The answer must be every line below that contains the string "ClientError".
Start of Record excerpts
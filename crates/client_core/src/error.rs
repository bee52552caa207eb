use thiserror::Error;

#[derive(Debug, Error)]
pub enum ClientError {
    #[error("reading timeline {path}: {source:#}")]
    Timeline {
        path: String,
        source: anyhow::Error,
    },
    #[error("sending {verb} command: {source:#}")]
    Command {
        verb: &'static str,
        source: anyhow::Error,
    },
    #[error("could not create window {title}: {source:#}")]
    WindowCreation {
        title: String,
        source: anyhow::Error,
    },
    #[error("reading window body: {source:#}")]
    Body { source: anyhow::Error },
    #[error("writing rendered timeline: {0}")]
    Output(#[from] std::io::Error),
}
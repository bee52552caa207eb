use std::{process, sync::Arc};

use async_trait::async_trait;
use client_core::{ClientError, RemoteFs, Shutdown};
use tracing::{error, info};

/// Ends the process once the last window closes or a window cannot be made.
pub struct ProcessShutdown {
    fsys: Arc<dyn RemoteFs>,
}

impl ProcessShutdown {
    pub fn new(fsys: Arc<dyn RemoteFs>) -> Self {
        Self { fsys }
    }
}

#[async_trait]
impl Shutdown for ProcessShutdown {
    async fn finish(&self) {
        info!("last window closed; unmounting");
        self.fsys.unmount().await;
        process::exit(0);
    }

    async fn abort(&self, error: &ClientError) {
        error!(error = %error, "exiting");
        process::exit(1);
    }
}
End of Record excerpts
• **Solved problem**
pub enum ClientError {
use client_core::{ClientError, RemoteFs, Shutdown};
    async fn abort(&self, error: &ClientError) {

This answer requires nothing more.